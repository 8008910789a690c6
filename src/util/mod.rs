// Copyright (C) 2026  Caprica Software Limited
//
// This program is free software: you can redistribute it and/or modify
// it under the terms of the GNU General Public License as published by
// the Free Software Foundation, either version 3 of the License, or
// (at your option) any later version.
//
// This program is distributed in the hope that it will be useful,
// but WITHOUT ANY WARRANTY; without even the implied warranty of
// MERCHANTABILITY or FITNESS FOR A PARTICULAR PURPOSE.  See the
// GNU General Public License for more details.
//
// You should have received a copy of the GNU General Public License
// along with this program.  If not, see <https://www.gnu.org/licenses/>.

//! Common utilities and helper functions.
//!
//! This module provides shared logic used across the application to handle
//! data transformation and environment interactions.
//!
//! # Sub-modules
//!
//! * [`format`]: Logic for converting raw track data into human-readable
//!   strings for the UI.
//! * [`term`]: Low-level utilities for interacting with the terminal
//!   emulator, such as color control.

pub(crate) mod format;
pub(crate) mod term;
// Copyright (C) 2026  Caprica Software Limited
//
// This program is free software: you can redistribute it and/or modify
// it under the terms of the GNU General Public License as published by
// the Free Software Foundation, either version 3 of the License, or
// (at your option) any later version.
//
// This program is distributed in the hope that it will be useful,
// but WITHOUT ANY WARRANTY; without even the implied warranty of
// MERCHANTABILITY or FITNESS FOR A PARTICULAR PURPOSE.  See the
// GNU General Public License for more details.
//
// You should have received a copy of the GNU General Public License
// along with this program.  If not, see <https://www.gnu.org/licenses/>.

//! Interactive song table widget and state management.
//!
//! This module provides the table component for the current view: it owns
//! the focus state over the rendered rows and the row → identifier bindings
//! that interaction handling resolves commands against. The bindings are
//! rebuilt wholesale from the table model on every push, so targets from a
//! previous render can never leak into the next one and rebinding is
//! idempotent by construction.

mod event;
mod render;

use ratatui::widgets::TableState;

use crate::model::{TableModel, Track};

/// Commands a table interaction can resolve to. Dispatching them to the host
/// bridge is the caller's job.
#[derive(Debug, Clone, Copy, PartialEq, Eq)]
pub(crate) enum TrackTableAction {
    PlayTrack(i64),
    PlayVideo(i64),
    PlayAll,
    PlayAllByIds,
    OpenArtist(i64),
    OpenAlbum(i64),
}

/// Identifier targets for one rendered row.
///
/// Unresolvable identifiers stay `None` and the matching interaction is a
/// silent no-op; the video id keeps the host's `0` sentinel for "no video".
#[derive(Debug, Clone, PartialEq, Eq)]
pub(crate) struct RowTarget {
    pub(crate) track_id: Option<i64>,
    pub(crate) video_id: i64,
    pub(crate) artist_id: Option<i64>,
    pub(crate) album_id: Option<i64>,
}

impl RowTarget {
    fn for_track(track: &Track) -> Self {
        Self {
            track_id: track.id,
            video_id: track.mv_id,
            artist_id: track.artists.first().and_then(|artist| artist.id),
            album_id: track.album.id,
        }
    }
}

pub(crate) struct TrackTableState {
    rows: Vec<RowTarget>,
    pub(crate) table_state: TableState,
}

impl TrackTableState {
    pub(crate) fn new() -> Self {
        Self {
            rows: vec![],
            table_state: TableState::new(),
        }
    }

    /// Rebuilds the row bindings from a freshly normalized model.
    ///
    /// The previous bindings and scroll state are dropped entirely. The
    /// first row receives focus; an empty table has no focus at all.
    pub(crate) fn rebind(&mut self, model: &TableModel) {
        self.rows = model.items.iter().map(RowTarget::for_track).collect();
        self.table_state = TableState::new();
        if !self.rows.is_empty() {
            self.table_state.select(Some(0));
        }
    }

    pub(crate) fn focused(&self) -> Option<&RowTarget> {
        self.table_state
            .selected()
            .and_then(|index| self.rows.get(index))
    }

    pub(crate) fn len(&self) -> usize {
        self.rows.len()
    }

    fn goto_next(&mut self) {
        let len = self.rows.len();
        if len == 0 {
            return;
        }
        let i = match self.table_state.selected() {
            Some(i) => {
                if i >= len - 1 {
                    0
                } else {
                    i + 1
                }
            }
            None => 0,
        };
        self.table_state.select(Some(i));
    }

    // Moving up stops at the first row; only forward navigation wraps.
    fn goto_previous(&mut self) {
        let len = self.rows.len();
        if len == 0 {
            return;
        }
        let i = match self.table_state.selected() {
            Some(i) if i > 0 => i - 1,
            _ => 0,
        };
        self.table_state.select(Some(i));
    }
}
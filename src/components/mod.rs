// Copyright (C) 2026  Caprica Software Limited
//
// This program is free software: you can redistribute it and/or modify
// it under the terms of the GNU General Public License as published by
// the Free Software Foundation, either version 3 of the License, or
// (at your option) any later version.
//
// This program is distributed in the hope that it will be useful,
// but WITHOUT ANY WARRANTY; without even the implied warranty of
// MERCHANTABILITY or FITNESS FOR A PARTICULAR PURPOSE.  See the
// GNU General Public License for more details.
//
// You should have received a copy of the GNU General Public License
// along with this program.  If not, see <https://www.gnu.org/licenses/>.

//! Interactive UI components.

mod track_table;

pub(crate) use track_table::{TrackTableAction, TrackTableState};
// Copyright (C) 2026  Caprica Software Limited
//
// This program is free software: you can redistribute it and/or modify
// it under the terms of the GNU General Public License as published by
// the Free Software Foundation, either version 3 of the License, or
// (at your option) any later version.
//
// This program is distributed in the hope that it will be useful,
// but WITHOUT ANY WARRANTY; without even the implied warranty of
// MERCHANTABILITY or FITNESS FOR A PARTICULAR PURPOSE.  See the
// GNU General Public License for more details.
//
// You should have received a copy of the GNU General Public License
// along with this program.  If not, see <https://www.gnu.org/licenses/>.

//! Visual styling and color configuration for the TUI.
//!
//! This module defines the application's color palette and provides utilities
//! for converting colors between Ratatui's internal representation and external
//! formats (such as hexadecimal strings) used for terminal emulator styling.

use ratatui::style::Color;

#[derive(Clone, Copy)]
pub(crate) struct Theme {
    pub(crate) background_colour: Color,
    pub(crate) accent_colour: Color,
    pub(crate) border_colour: Color,
    pub(crate) commander_colour: Color,
    pub(crate) commander_bg: Color,
    pub(crate) status_fg: Color,

    pub(crate) table_track_fg: Color,
    pub(crate) table_artist_fg: Color,
    pub(crate) table_album_fg: Color,
    pub(crate) table_time_fg: Color,
    pub(crate) table_mv_fg: Color,
    pub(crate) alternate_row_bg: Color,
    pub(crate) focus_bg: Color,
    pub(crate) focus_fg: Color,
}

impl Default for Theme {
    fn default() -> Self {
        Self::default_theme()
    }
}

impl Theme {
    // Constructs the default theme.
    pub(crate) const fn default_theme() -> Self {
        Self {
            background_colour: Color::Rgb(40, 20, 50),
            accent_colour: Color::Rgb(250, 189, 47),
            border_colour: Color::Rgb(102, 102, 102),
            commander_colour: Color::Rgb(255, 255, 255),
            commander_bg: Color::Rgb(50, 30, 60),
            status_fg: Color::Rgb(162, 161, 166),

            table_track_fg: Color::Rgb(255, 255, 255),
            table_artist_fg: Color::Rgb(255, 215, 0),
            table_album_fg: Color::Rgb(179, 157, 219),
            table_time_fg: Color::Rgb(162, 161, 166),
            table_mv_fg: Color::Rgb(250, 189, 47),
            alternate_row_bg: Color::Rgb(50, 30, 60),
            focus_bg: Color::Rgb(66, 99, 255),
            focus_fg: Color::Rgb(255, 255, 255),
        }
    }

    /// Converts a [`ratatui::style::Color`] into a CSS-style hexadecimal
    /// string.
    ///
    /// This is primarily used to set the terminal emulator's background color
    /// via escape sequences.
    ///
    /// # Panics
    ///
    /// Panics if the provided color is not a [`Color::Rgb`] variant.
    pub(crate) fn to_hex(colour: Color) -> String {
        match colour {
            Color::Rgb(r, g, b) => format!("#{:02x}{:02x}{:02x}", r, g, b),
            _ => panic!("Unexpected non-RGB colour"),
        }
    }
}
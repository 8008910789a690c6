// Copyright (C) 2026  Caprica Software Limited
//
// This program is free software: you can redistribute it and/or modify
// it under the terms of the GNU General Public License as published by
// the Free Software Foundation, either version 3 of the License, or
// (at your option) any later version.
//
// This program is distributed in the hope that it will be useful,
// but WITHOUT ANY WARRANTY; without even the implied warranty of
// MERCHANTABILITY or FITNESS FOR A PARTICULAR PURPOSE.  See the
// GNU General Public License for more details.
//
// You should have received a copy of the GNU General Public License
// along with this program.  If not, see <https://www.gnu.org/licenses/>.

//! Render the command-line interface.
//!
//! This module renders the visual representation of the command line, the
//! current text, the cursor and so on.

use ratatui::{
    Frame,
    layout::{Constraint, Direction, Layout, Rect},
    style::Style,
    widgets::Paragraph,
};

use crate::App;

pub(crate) fn draw_commander(f: &mut Frame, area: Rect, app: &App) {
    let commander = &app.commander;

    let container = Layout::default()
        .direction(Direction::Horizontal)
        .constraints([Constraint::Min(1)])
        .horizontal_margin(1)
        .split(area);

    f.render_widget(
        Paragraph::new(commander.input.value()).style(
            Style::default()
                .fg(app.theme.commander_colour)
                .bg(app.theme.commander_bg),
        ),
        container[0],
    );

    if commander.active() {
        let cursor_x = container[0].x + commander.input.cursor() as u16;
        let cursor_y = container[0].y;
        f.set_cursor_position((cursor_x, cursor_y));
    }
}
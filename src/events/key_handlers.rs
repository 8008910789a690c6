// Copyright (C) 2026  Caprica Software Limited
//
// This program is free software: you can redistribute it and/or modify
// it under the terms of the GNU General Public License as published by
// the Free Software Foundation, either version 3 of the License, or
// (at your option) any later version.
//
// This program is distributed in the hope that it will be useful,
// but WITHOUT ANY WARRANTY; without even the implied warranty of
// MERCHANTABILITY or FITNESS FOR A PARTICULAR PURPOSE.  See the
// GNU General Public License for more details.
//
// You should have received a copy of the GNU General Public License
// along with this program.  If not, see <https://www.gnu.org/licenses/>.

//! Keyboard routing and command dispatch.
//!
//! This module acts as the primary input router, translating low-level
//! [`KeyEvent`]s into high-level actions. The commander gets first refusal
//! on every key; remaining keys go to the global bindings and then to the
//! song table. [`dispatch_table_action`] is the single point where a
//! resolved table action becomes a fire-and-forget host bridge call.

use anyhow::Result;
use crossterm::event::{Event, KeyCode, KeyEvent};
use log::debug;

use crate::{App, components::TrackTableAction, events::AppEvent};

pub(super) fn process_key_event(app: &mut App, key: KeyEvent) -> Result<()> {
    let event = Event::Key(key);
    let handled = app.commander.handle_event(event, &app.event_tx);
    if handled {
        return Ok(());
    }

    if let KeyCode::Char('q') = key.code {
        app.event_tx.send(AppEvent::ExitApplication)?;
        return Ok(());
    }

    let event = Event::Key(key);
    if let Some(action) = app.table.process_event(&event) {
        dispatch_table_action(app, action)?;
    }

    Ok(())
}

/// Issues the host command for a resolved table action.
///
/// Commands are fire-and-forget; once queued for the bridge worker their
/// outcome is the host's concern.
pub(super) fn dispatch_table_action(app: &mut App, action: TrackTableAction) -> Result<()> {
    match action {
        TrackTableAction::PlayTrack(id) => {
            debug!("play : {id}");
            app.bridge.play_track(id)?;
        }
        TrackTableAction::PlayVideo(id) => app.bridge.play_video(id)?,
        TrackTableAction::PlayAll => app.bridge.play_tracks(app.session.displayed_tracks())?,
        TrackTableAction::PlayAllByIds => app.bridge.play_track_ids(app.session.displayed_ids())?,
        TrackTableAction::OpenArtist(id) => app.bridge.open_artist(id)?,
        TrackTableAction::OpenAlbum(id) => app.bridge.open_album(id)?,
    }

    Ok(())
}

#[cfg(test)]
mod tests {
    use super::*;
    use crate::{
        bridge::{HostBridge, HostCommand},
        config::AppConfig,
        model::{PayloadKind, normalize::normalize},
    };
    use crossterm::event::KeyModifiers;
    use serde_json::json;
    use std::sync::mpsc::{self, Receiver};

    fn test_app() -> (App, Receiver<HostCommand>) {
        let (command_tx, command_rx) = mpsc::channel();
        let app = App::new(AppConfig::default(), HostBridge::new(command_tx));
        (app, command_rx)
    }

    fn install(app: &mut App, payload: serde_json::Value) {
        let model = normalize(PayloadKind::Search, &payload).unwrap();
        app.table.rebind(&model);
        app.session.install(model);
    }

    fn press(app: &mut App, code: KeyCode) {
        process_key_event(app, KeyEvent::new(code, KeyModifiers::NONE)).unwrap();
    }

    #[test]
    fn navigation_and_activation_issue_one_play_command() {
        let (mut app, command_rx) = test_app();
        install(
            &mut app,
            json!([{"id": 10}, {"id": 20}, {"id": 30}, {"id": 40}, {"id": 50}]),
        );

        press(&mut app, KeyCode::Char('j'));
        press(&mut app, KeyCode::Char('j'));
        press(&mut app, KeyCode::Enter);

        assert_eq!(command_rx.recv().unwrap(), HostCommand::PlayTrack { id: 30 });
        assert!(command_rx.try_recv().is_err());
    }

    #[test]
    fn quit_key_sends_the_exit_event() {
        let (mut app, _command_rx) = test_app();
        press(&mut app, KeyCode::Char('q'));
        assert!(matches!(
            app.event_rx.try_recv().unwrap(),
            AppEvent::ExitApplication
        ));
    }

    #[test]
    fn commander_gets_the_keys_first() {
        let (mut app, command_rx) = test_app();
        install(&mut app, json!([{"id": 10}]));

        press(&mut app, KeyCode::Char(':'));
        // 'p' now types into the commander instead of playing all
        press(&mut app, KeyCode::Char('p'));
        assert!(command_rx.try_recv().is_err());
        assert_eq!(app.commander.input.value(), "p");

        press(&mut app, KeyCode::Esc);
    }

    #[test]
    fn dispatch_covers_every_action() {
        let (mut app, command_rx) = test_app();
        install(&mut app, json!([{"id": 10}, {"id": 20}]));

        dispatch_table_action(&mut app, TrackTableAction::PlayVideo(3001)).unwrap();
        dispatch_table_action(&mut app, TrackTableAction::OpenArtist(1)).unwrap();
        dispatch_table_action(&mut app, TrackTableAction::OpenAlbum(4)).unwrap();
        dispatch_table_action(&mut app, TrackTableAction::PlayAllByIds).unwrap();

        assert_eq!(command_rx.recv().unwrap(), HostCommand::PlayVideo { id: 3001 });
        assert_eq!(command_rx.recv().unwrap(), HostCommand::OpenArtist { id: 1 });
        assert_eq!(command_rx.recv().unwrap(), HostCommand::OpenAlbum { id: 4 });
        assert_eq!(
            command_rx.recv().unwrap(),
            HostCommand::PlayTrackIds {
                track_ids: vec![10, 20],
            }
        );
    }
}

______________________________

[Task statement]
Go through the entries and return each line where the word "data" appears.

[Problem solution]
//! data transformation and environment interactions.
//! * [`format`]: Logic for converting raw track data into human-readable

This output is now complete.